• **Work item**:
Would you restate word for word the lines of the listing, beginning at the first and ending with the line that holds "page.click(target).await?;"?

• **Extracted records**:

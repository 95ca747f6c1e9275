//! Step-level UI operations built on [`Page`]
//!
//! Each operation logs what it is about to do, performs it and then pauses
//! for the configured step interval so the application can settle.

use std::time::Duration;

use serde_json::Value;

use crate::common::Result;

use super::Page;

/// Suffix addressing an inner label; clicks go to its parent instead
const SPAN_SUFFIX: &str = " > span";

/// Returns the computed `transform` of the first match, or null
const COMPUTED_TRANSFORM_FN: &str = "(selector) => { \
    const el = document.querySelector(selector); \
    if (!el) return null; \
    return window.getComputedStyle(el).transform; \
}";

/// Timing shared by every step of a case
#[derive(Debug, Clone, Copy)]
pub struct StepOptions {
    /// Maximum time to wait for an element
    pub timeout: Duration,
    /// Pause after the action
    pub wait_after: Duration,
}

/// Outcome of a transform check
#[derive(Debug, Clone, PartialEq)]
pub struct TransformCheck {
    pub matches: bool,
    pub transform: Option<String>,
}

/// Wait for an element to appear
pub async fn wait_for_element(
    page: &mut dyn Page,
    selector: &str,
    label: &str,
    timeout: Duration,
) -> Result<()> {
    tracing::info!("Waiting for {}", label);
    page.wait_for(selector, timeout).await?;
    tracing::debug!("{} is present", label);
    Ok(())
}

/// Wait for an element and click it
///
/// Selectors ending in ` > span` are clicked through their parent element.
pub async fn click_element(
    page: &mut dyn Page,
    selector: &str,
    label: &str,
    opts: StepOptions,
) -> Result<()> {
    let target = click_target(selector);
    tracing::info!("Clicking {}", label);
    page.wait_for(target, opts.timeout).await?;
    page.click(target).await?;
    tokio::time::sleep(opts.wait_after).await;
    Ok(())
}

pub async fn double_click_element(
    page: &mut dyn Page,
    selector: &str,
    label: &str,
    opts: StepOptions,
) -> Result<()> {
    tracing::info!("Double-clicking {}", label);
    page.wait_for(selector, opts.timeout).await?;
    page.double_click(selector).await?;
    tokio::time::sleep(opts.wait_after).await;
    Ok(())
}

/// Wait for an input and replace its content
pub async fn fill_input(
    page: &mut dyn Page,
    selector: &str,
    text: &str,
    label: &str,
    opts: StepOptions,
) -> Result<()> {
    tracing::info!("Filling {} with {:?}", label, text);
    page.wait_for(selector, opts.timeout).await?;
    page.fill(selector, text).await?;
    tokio::time::sleep(opts.wait_after).await;
    Ok(())
}

/// Read the computed transform of an element and compare it to `expected`
///
/// The element gets `opts.wait_after` to finish any animation before it is
/// read.
pub async fn check_transform(
    page: &mut dyn Page,
    selector: &str,
    expected: f64,
    label: &str,
    opts: StepOptions,
) -> Result<TransformCheck> {
    tracing::info!("Checking transform of {}", label);
    page.wait_for(selector, opts.timeout).await?;
    tokio::time::sleep(opts.wait_after).await;

    let value = page
        .evaluate(
            COMPUTED_TRANSFORM_FN,
            vec![Value::String(selector.to_string())],
        )
        .await?;
    let transform = value.as_str().map(str::to_string);
    let matches = transform
        .as_deref()
        .is_some_and(|t| transform_matches(t, expected));

    tracing::debug!(
        "{} transform is {:?}, expected {}: {}",
        label,
        transform,
        expected,
        if matches { "match" } else { "no match" }
    );
    Ok(TransformCheck { matches, transform })
}

/// Click `click_selector` only when `check_selector` has the expected transform
///
/// The click goes to `click_selector` exactly as given, without the span
/// parent rewrite. Never fails: any error while checking or clicking is
/// logged and reported as `false`.
pub async fn conditional_click_by_transform(
    page: &mut dyn Page,
    check_selector: &str,
    click_selector: &str,
    expected: f64,
    label: &str,
    opts: StepOptions,
) -> bool {
    let check = match check_transform(page, check_selector, expected, label, opts).await {
        Ok(check) => check,
        Err(e) => {
            tracing::warn!("Transform check on {} failed, skipping click: {}", label, e);
            return false;
        }
    };

    if !check.matches {
        tracing::info!("{} not in expected position, skipping click", label);
        return false;
    }

    tracing::info!("Clicking {}", label);
    let clicked = async {
        page.wait_for(click_selector, opts.timeout).await?;
        page.click(click_selector).await?;
        tokio::time::sleep(opts.wait_after).await;
        Ok::<(), crate::common::Error>(())
    };
    match clicked.await {
        Ok(()) => true,
        Err(e) => {
            tracing::warn!("Conditional click on {} failed: {}", label, e);
            false
        }
    }
}

/// Decide whether a computed transform places the element at `expected` px
///
/// Accepts `translate(Npx)`, `translateX(Npx)`, a 2D `matrix(...)` whose
/// x-offset (index 4) equals the value, or a `matrix3d(...)` whose x-offset
/// (index 12) does.
pub fn transform_matches(transform: &str, expected: f64) -> bool {
    let px = format!("{}px", expected);
    if transform.contains(&format!("translate({})", px))
        || transform.contains(&format!("translateX({})", px))
    {
        return true;
    }

    let (index, rest) = if let Some(rest) = transform.strip_prefix("matrix3d(") {
        (12, rest)
    } else if let Some(rest) = transform.strip_prefix("matrix(") {
        (4, rest)
    } else {
        return false;
    };

    let Some(inner) = rest.split(')').next() else {
        return false;
    };
    inner
        .split(',')
        .nth(index)
        .and_then(|v| v.trim().parse::<f64>().ok())
        .is_some_and(|v| v == expected)
}

fn click_target(selector: &str) -> &str {
    selector.strip_suffix(SPAN_SUFFIX).unwrap_or(selector)
}

#[cfg(test)]
mod tests {
    use super::*;
    use crate::common::Error;
    use crate::driver::test_support::RecordingPage;
    use serde_json::json;

    fn opts() -> StepOptions {
        StepOptions {
            timeout: Duration::from_millis(50),
            wait_after: Duration::ZERO,
        }
    }

    #[test]
    fn test_transform_matches_translate() {
        assert!(transform_matches("translateX(-20px)", -20.0));
        assert!(transform_matches("translate(-20px)", -20.0));
        assert!(!transform_matches("translateX(20px)", -20.0));
    }

    #[test]
    fn test_transform_matches_matrix() {
        assert!(transform_matches("matrix(1, 0, 0, 1, -20, 0)", -20.0));
        assert!(!transform_matches("matrix(1, 0, 0, 1, 0, 0)", -20.0));
        assert!(!transform_matches("matrix(1, 0, 0)", -20.0));
    }

    #[test]
    fn test_transform_matches_matrix3d() {
        let t = "matrix3d(1, 0, 0, 0, 0, 1, 0, 0, 0, 0, 1, 0, -20, 0, 0, 1)";
        assert!(transform_matches(t, -20.0));
        assert!(!transform_matches(t, 0.0));
    }

    #[test]
    fn test_transform_matches_rejects_none() {
        assert!(!transform_matches("none", -20.0));
        assert!(!transform_matches("", -20.0));
    }

    #[test]
    fn test_transform_matches_fractional_value() {
        assert!(transform_matches("translateX(-12.5px)", -12.5));
        assert!(transform_matches("matrix(1, 0, 0, 1, -12.5, 0)", -12.5));
    }

    #[tokio::test]
    async fn test_click_through_span_parent() {
        let mut page = RecordingPage::default();
        click_element(&mut page, ".tab > span", "tab", opts())
            .await
            .unwrap();
        assert_eq!(page.calls(), vec!["wait .tab", "click .tab"]);
    }

    #[tokio::test]
    async fn test_click_missing_element_times_out() {
        let mut page = RecordingPage::with_missing(&["#send"]);
        let err = click_element(&mut page, "#send", "send", opts())
            .await
            .unwrap_err();
        assert!(matches!(err, Error::StepTimeout { .. }));
        assert_eq!(page.calls(), vec!["wait #send"]);
    }

    #[tokio::test]
    async fn test_fill_waits_then_fills() {
        let mut page = RecordingPage::default();
        fill_input(&mut page, "#input", "hello", "input", opts())
            .await
            .unwrap();
        assert_eq!(page.calls(), vec!["wait #input", "fill #input hello"]);
    }

    #[tokio::test]
    async fn test_conditional_click_when_transform_matches() {
        let mut page = RecordingPage {
            evaluate_result: json!("matrix(1, 0, 0, 1, -20, 0)"),
            ..Default::default()
        };
        let clicked =
            conditional_click_by_transform(&mut page, "#bar", "#avatar", -20.0, "bar", opts())
                .await;
        assert!(clicked);
        assert_eq!(page.calls().last().unwrap(), "click #avatar");
    }

    #[tokio::test]
    async fn test_conditional_click_keeps_span_selector() {
        let mut page = RecordingPage {
            evaluate_result: json!("translateX(-20px)"),
            ..Default::default()
        };
        let clicked = conditional_click_by_transform(
            &mut page,
            "#bar",
            ".solo-tab > span",
            -20.0,
            "bar",
            opts(),
        )
        .await;
        assert!(clicked);
        let calls = page.calls();
        assert_eq!(
            &calls[calls.len() - 2..],
            ["wait .solo-tab > span", "click .solo-tab > span"]
        );
    }

    #[tokio::test]
    async fn test_conditional_click_skipped_when_no_match() {
        let mut page = RecordingPage {
            evaluate_result: json!("none"),
            ..Default::default()
        };
        let clicked =
            conditional_click_by_transform(&mut page, "#bar", "#avatar", -20.0, "bar", opts())
                .await;
        assert!(!clicked);
        assert!(!page.calls().iter().any(|c| c.starts_with("click")));
    }

    #[tokio::test]
    async fn test_conditional_click_swallows_errors() {
        let mut page = RecordingPage::with_missing(&["#bar"]);
        let clicked =
            conditional_click_by_transform(&mut page, "#bar", "#avatar", -20.0, "bar", opts())
                .await;
        assert!(!clicked);
    }
}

• **Result for this task**:
repository 95ca747f6c1e9275
//! Step-level UI operations built on [`Page`]
//!
//! Each operation logs what it is about to do, performs it and then pauses
//! for the configured step interval so the application can settle.

use std::time::Duration;

use serde_json::Value;

use crate::common::Result;

use super::Page;

/// Suffix addressing an inner label; clicks go to its parent instead
const SPAN_SUFFIX: &str = " > span";

/// Returns the computed `transform` of the first match, or null
const COMPUTED_TRANSFORM_FN: &str = "(selector) => { \
    const el = document.querySelector(selector); \
    if (!el) return null; \
    return window.getComputedStyle(el).transform; \
}";

/// Timing shared by every step of a case
#[derive(Debug, Clone, Copy)]
pub struct StepOptions {
    /// Maximum time to wait for an element
    pub timeout: Duration,
    /// Pause after the action
    pub wait_after: Duration,
}

/// Outcome of a transform check
#[derive(Debug, Clone, PartialEq)]
pub struct TransformCheck {
    pub matches: bool,
    pub transform: Option<String>,
}

/// Wait for an element to appear
pub async fn wait_for_element(
    page: &mut dyn Page,
    selector: &str,
    label: &str,
    timeout: Duration,
) -> Result<()> {
    tracing::info!("Waiting for {}", label);
    page.wait_for(selector, timeout).await?;
    tracing::debug!("{} is present", label);
    Ok(())
}

/// Wait for an element and click it
///
/// Selectors ending in ` > span` are clicked through their parent element.
pub async fn click_element(
    page: &mut dyn Page,
    selector: &str,
    label: &str,
    opts: StepOptions,
) -> Result<()> {
    let target = click_target(selector);
    tracing::info!("Clicking {}", label);
    page.wait_for(target, opts.timeout).await?;
    page.click(target).await?;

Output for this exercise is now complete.